Princesa desconocida
09-04-1763 – 09-04-1763
—Vaya, nadie lo sabe. Probablemente sea la hija de alguno de estos reyes, aunque... bueno, parece que no tuvo mucha suerte.
Mi abuelo se quedó callado y observó el sarcófago, súbitamente indeciso, como si se hubiera dado cuenta de que estaba hablando de más. Al cabo de unos segundos, al ver que no reaccionaba, le miré.
—Abuelo, ¿nos vamos?
Mi abuelo asintió, pero sentí que se despegaba con dificultad del suelo delante de la cámara, y sentí que volvía un par de veces la mirada hacia aquel lugar.
Aquel extraño episodio quedó compensado por mi momento favorito: la subida a la cúpula. A pesar de sus sesenta años, mi abuelo subió conmigo los cientos de escalones hasta la cima de la catedral, haciendo caso omiso de los carteles que avisaban de que aquello era "un ejercicio físico considerable" y de las miradas de incredulidad del personal de la catedral. Con el mismo entusiasmo que yo a mis siete años, mi abuelo ponía un pie tras otro en los escalones de aquella torre centenaria, y una vez arriba, recorrimos todo el perímetro varias veces hasta que estuvimos más o menos seguros de que habíamos encontrado mi casa, su casa, mi cole y la torre de Alexanderplatz. (Esta última no había sido muy difícil de localizar).
Y como hacía buen día, al salir de la catedral nos compramos un helado y volvimos andando por la orilla del Spree, riéndonos y compartiendo más anécdotas históricas. Y cuando volvimos a casa y le contamos a mi padre que el abuelo había subido los cientos de escaleras del Dom hasta arriba conmigo, mi padre se enfadó y estalló en una retahíla de advertencias, no puede ser papá, estas cosas a tu edad, y si te pasara algo, tu nieta solo tiene siete años, por el amor de Dios, y mi abuelo me dirigió una mirada de fingida resignación tan burlona que no pude evitar estallar en carcajadas.

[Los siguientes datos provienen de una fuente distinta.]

// This Source Code Form is subject to the terms of the Mozilla Public
// License, v. 2.0. If a copy of the MPL was not distributed with this
// file, You can obtain one at https://mozilla.org/MPL/2.0/.

//! The overlay operation over a labelled planar graph.
//!
//! Both inputs are noded against themselves and each other, split into
//! edges and merged into one graph. Every directed edge is labelled with the
//! location of its sides relative to both inputs, the edges selected by the
//! operation are marked, and the result is assembled from polygons, lines
//! and points in that order.

use geo_lite_core::{
    build_geometry, z_interpolate, BoundaryNodeRule, Coordinate, Dimension, Envelope, Geometry, LineIntersector,
    Location, PointLocator,
};
use geo_lite_topology::{
    check_noding, Edge, EdgeList, Error, GeometryGraph, NodeKey, PlanarGraph, Position, Result,
};
use tracing::debug;

use crate::config::OverlayConfig;
use crate::line_builder::LineBuilder;
use crate::op_code::{is_result_of_op, OpCode};
use crate::point_builder::PointBuilder;
use crate::polygon_builder::PolygonBuilder;

/// Computes one overlay of two geometries.
///
/// An instance owns every graph structure for the duration of the
/// computation and is consumed by [`OverlayOp::result_geometry`].
pub struct OverlayOp<'a> {
    args: [GeometryGraph<'a>; 2],
    graph: PlanarGraph,
    edge_list: EdgeList,
    locator: PointLocator,
    config: OverlayConfig,
}

impl<'a> OverlayOp<'a> {
    pub fn new(g0: &'a Geometry, g1: &'a Geometry, config: OverlayConfig) -> Result<Self> {
        let rule = BoundaryNodeRule::default();
        Ok(Self {
            args: [GeometryGraph::new(0, g0, rule)?, GeometryGraph::new(1, g1, rule)?],
            graph: PlanarGraph::new(),
            edge_list: EdgeList::new(),
            locator: PointLocator::new(rule),
            config,
        })
    }

    /// Runs the overlay and assembles the result geometry.
    pub fn result_geometry(mut self, op: OpCode) -> Result<Geometry> {
        let result = self.compute_overlay(op)?;
        if self.config.check_result {
            self.check_result(op, &result)?;
        }
        Ok(result)
    }

    fn compute_overlay(&mut self, op: OpCode) -> Result<Geometry> {
        let env = self.operation_envelope(op);
        let env = env.as_ref();

        self.copy_points(0, env);
        self.copy_points(1, env);

        self.args[0].compute_self_nodes(false, env);
        self.args[1].compute_self_nodes(false, env);
        let [a, b] = &mut self.args;
        a.compute_edge_intersections(b, true, env);
        self.check_interrupt()?;

        let mut split = self.args[0].compute_split_edges();
        split.extend(self.args[1].compute_split_edges());
        debug!(op = %op, split_edges = split.len(), "noded inputs");
        self.insert_unique_edges(split, env);

        let edges = self.labelled_edges();
        if self.config.validate_noding {
            check_noding(&edges, env)?;
        }
        self.graph.add_edges(edges);

        self.compute_labelling()?;
        self.label_incomplete_nodes();
        debug!(
            op = %op,
            nodes = self.graph.nodes.len(),
            edges = self.graph.edges.len(),
            "labelled graph"
        );
        self.check_interrupt()?;

        self.find_result_area_edges(op);
        self.cancel_duplicate_result_edges();

        let mut poly_builder = PolygonBuilder::new();
        poly_builder.add(&mut self.graph)?;
        let polygons: Vec<Geometry> = poly_builder.polygons().into_iter().map(Geometry::from).collect();
        self.check_interrupt()?;

        let lines: Vec<Geometry> = LineBuilder::new(op, self.locator, &polygons)
            .build(&mut self.graph)
            .into_iter()
            .map(Geometry::from)
            .collect();
        self.check_interrupt()?;

        let mut covering = lines.clone();
        covering.extend(polygons.iter().cloned());
        let points = PointBuilder::new(op, self.locator, &covering).build(&mut self.graph);
        self.check_interrupt()?;

        let mut parts: Vec<Geometry> = points.into_iter().map(Geometry::from).collect();
        parts.extend(lines);
        parts.extend(polygons);
        if parts.is_empty() {
            let dim = op.result_dimension(self.args[0].geometry().dimension(), self.args[1].geometry().dimension());
            return Ok(Geometry::empty_of_dimension(dim));
        }
        Ok(build_geometry(parts))
    }

    /// Region outside of which no input part can affect the result.
    fn operation_envelope(&self, op: OpCode) -> Option<Envelope> {
        if !self.config.envelope_filter {
            return None;
        }
        let env0 = self.args[0].geometry().envelope();
        match op {
            OpCode::Intersection => Some(env0.intersection(&self.args[1].geometry().envelope())),
            OpCode::Difference => Some(env0),
            OpCode::Union | OpCode::SymDifference => None,
        }
    }

    fn check_interrupt(&self) -> Result<()> {
        match &self.config.interrupt {
            Some(interrupt) => interrupt.check(),
            None => Ok(()),
        }
    }

    /// Copies the nodes of an input graph, such as points and line
    /// endpoints, with their labels.
    fn copy_points(&mut self, arg_index: usize, env: Option<&Envelope>) {
        for (_, node) in self.args[arg_index].nodes.iter() {
            let coord = node.coordinate();
            if env.is_some_and(|e| !e.covers_coord(&coord)) {
                continue;
            }
            let key = self.graph.add_node(coord);
            self.graph.nodes[key].set_label(arg_index, node.label.location_on(arg_index));
        }
    }

    /// Adds split edges, merging each edge that duplicates an earlier one
    /// into it. The depth of a merged edge counts how often each side lies
    /// inside an area.
    fn insert_unique_edges(&mut self, edges: Vec<Edge>, env: Option<&Envelope>) {
        for edge in edges {
            if env.is_some_and(|e| !e.intersects(edge.envelope())) {
                continue;
            }
            let Some(i) = self.edge_list.find_equal_edge(&edge) else {
                self.edge_list.add(edge);
                continue;
            };
            let existing = self.edge_list.get_mut(i);
            let mut to_merge = edge.label;
            if !existing.is_pointwise_equal(&edge) {
                to_merge.flip();
            }
            if existing.depth.is_null() {
                let own = existing.label;
                existing.depth.add(&own);
            }
            existing.depth.add(&to_merge);
            existing.label.merge(&to_merge);
        }
    }

    /// Resolves merged edges from their depths, then replaces collapsed
    /// edges by their collapsed form.
    fn labelled_edges(&mut self) -> Vec<Edge> {
        for edge in self.edge_list.iter_mut() {
            compute_label_from_depth(edge);
        }
        std::mem::take(&mut self.edge_list)
            .into_edges()
            .into_iter()
            .map(|e| if e.is_collapsed() { e.collapsed_edge() } else { e })
            .collect()
    }

    fn compute_labelling(&mut self) -> Result<()> {
        let args = [self.args[0].geometry(), self.args[1].geometry()];
        let graph = &mut self.graph;
        let keys = graph.nodes.keys();
        for &key in &keys {
            let node = &mut graph.nodes[key];
            let coord = node.coordinate();
            node.star
                .compute_labelling(&mut graph.dir_edges, &graph.edges, coord, args)?;
        }
        for &key in &keys {
            graph.nodes[key].star.merge_sym_labels(&mut graph.dir_edges);
        }
        for &key in &keys {
            let node = &mut graph.nodes[key];
            let star_label = node.star.label;
            node.label.merge(&star_label);
        }
        Ok(())
    }

    /// Locates nodes known to only one input against the other one, then
    /// pushes every node label onto its incident edges.
    fn label_incomplete_nodes(&mut self) {
        for key in self.graph.nodes.keys() {
            if self.graph.nodes[key].is_isolated() {
                let target = if self.graph.nodes[key].label.is_null(0) { 0 } else { 1 };
                self.label_incomplete_node(key, target);
            }
            let node = &self.graph.nodes[key];
            node.star.update_labelling(&mut self.graph.dir_edges, &node.label);
        }
    }

    fn label_incomplete_node(&mut self, key: NodeKey, target: usize) {
        let geom = self.args[target].geometry();
        let node = &mut self.graph.nodes[key];
        let coord = node.coordinate();
        let loc = self.locator.locate(&coord, geom);
        node.set_label(target, Some(loc));
        if loc != Location::Exterior {
            node.add_z(elevation_on_linework(&coord, geom));
        }
    }

    /// Marks area edges whose right side lies in the result.
    fn find_result_area_edges(&mut self, op: OpCode) {
        for &key in &self.graph.edge_ends {
            let de = &mut self.graph.dir_edges[key];
            let label = de.label();
            if label.is_area()
                && !de.is_interior_area_edge()
                && is_result_of_op(label.location(0, Position::Right), label.location(1, Position::Right), op)
            {
                de.in_result = true;
            }
        }
    }

    /// Unmarks edge pairs selected in both directions. They would bound a
    /// zero-width sliver.
    fn cancel_duplicate_result_edges(&mut self) {
        for &key in &self.graph.edge_ends {
            let sym = self.graph.dir_edges[key].sym;
            if self.graph.dir_edges[key].in_result && self.graph.dir_edges[sym].in_result {
                self.graph.dir_edges[key].in_result = false;
                self.graph.dir_edges[sym].in_result = false;
            }
        }
    }

    /// Rejects area results the inputs cannot produce. Only overlays of two
    /// areas are checked.
    fn check_result(&self, op: OpCode, result: &Geometry) -> Result<()> {
        let (g0, g1) = (self.args[0].geometry(), self.args[1].geometry());
        if g0.dimension() != Dimension::Area || g1.dimension() != Dimension::Area {
            return Ok(());
        }
        let bound = match op {
            OpCode::Intersection => g0.area().min(g1.area()),
            OpCode::Difference => g0.area(),
            OpCode::Union | OpCode::SymDifference => return Ok(()),
        };
        let area = result.area();
        if area > bound + 1e-6 * bound.max(1.0) {
            return Err(Error::topology(
                format!("{op} result area {area} exceeds the input bound {bound}"),
                None,
            ));
        }
        if op == OpCode::Difference {
            // every vertex of A is either kept or removed by B
            let uncovered = g0.coordinates().into_iter().find(|v| {
                self.locator.locate(v, result) == Location::Exterior && self.locator.locate(v, g1) == Location::Exterior
            });
            if let Some(v) = uncovered {
                return Err(Error::topology(
                    format!("{op} result drops an input vertex outside the second input"),
                    Some(v),
                ));
            }
        }
        Ok(())
    }
}

fn compute_label_from_depth(edge: &mut Edge) {
    if edge.depth.is_null() {
        return;
    }
    edge.depth.normalize();
    for i in 0..2 {
        if edge.label.is_null(i) || !edge.label.is_area() || edge.depth.is_null_for(i) {
            continue;
        }
        // equal depths on both sides: the area collapsed to a line here
        if edge.depth.delta(i) == 0 {
            edge.label.to_line(i);
        } else {
            for pos in [Position::Left, Position::Right] {
                edge.label.set_location(i, pos, edge.depth.location(i, pos));
            }
        }
    }
}

/// Elevation interpolated along the first line or ring segment of `geom`
/// that `p` lies on. The z of `p` itself is ignored.
fn elevation_on_linework(p: &Coordinate, geom: &Geometry) -> Option<f64> {
    let mut li = LineIntersector::new();
    let mut on_line = |pts: &[Coordinate]| {
        pts.windows(2).find_map(|seg| {
            li.compute_point_intersection(p, &seg[0], &seg[1]);
            li.has_intersection().then(|| z_interpolate(p, &seg[0], &seg[1]))
        })
    };
    match geom {
        Geometry::LineString(ls) => on_line(&ls.coords),
        Geometry::LinearRing(lr) => on_line(lr.coords()),
        Geometry::Polygon(poly) => poly.rings().find_map(|r| on_line(r.coords())),
        Geometry::MultiLineString(mls) => mls.0.iter().find_map(|ls| on_line(&ls.coords)),
        Geometry::MultiPolygon(mp) => mp
            .0
            .iter()
            .flat_map(|poly| poly.rings())
            .find_map(|r| on_line(r.coords())),
        _ => None,
    }
    .flatten()
}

A veces, con el paso de los años, he recordado aquella pausa delante del ataúd blanco, la única nota discordante de aquel día tan alegre y que ha quedado grabado en mi memoria como uno de los recuerdos más felices que comparto con mi abuelo, y me he preguntado el motivo de tan súbito cambio. ¿Fue acaso el hecho de que quizás era mi primer contacto real con la muerte, y de que era él quien me estaba haciendo mirarla a la cara? ¿Quizás se dio cuenta en aquel momento de que aquello no era un juego de niños, de que la muerte era una realidad, tan certera para aquellos nobles reducidos a cenizas como para nosotros? ¿Le hizo tomar consciencia de su propia muerte? ¿De la de los niños como su propia nieta?
Ya no vale la pena hacerse estas preguntas. Él ya no está aquí para responderlas.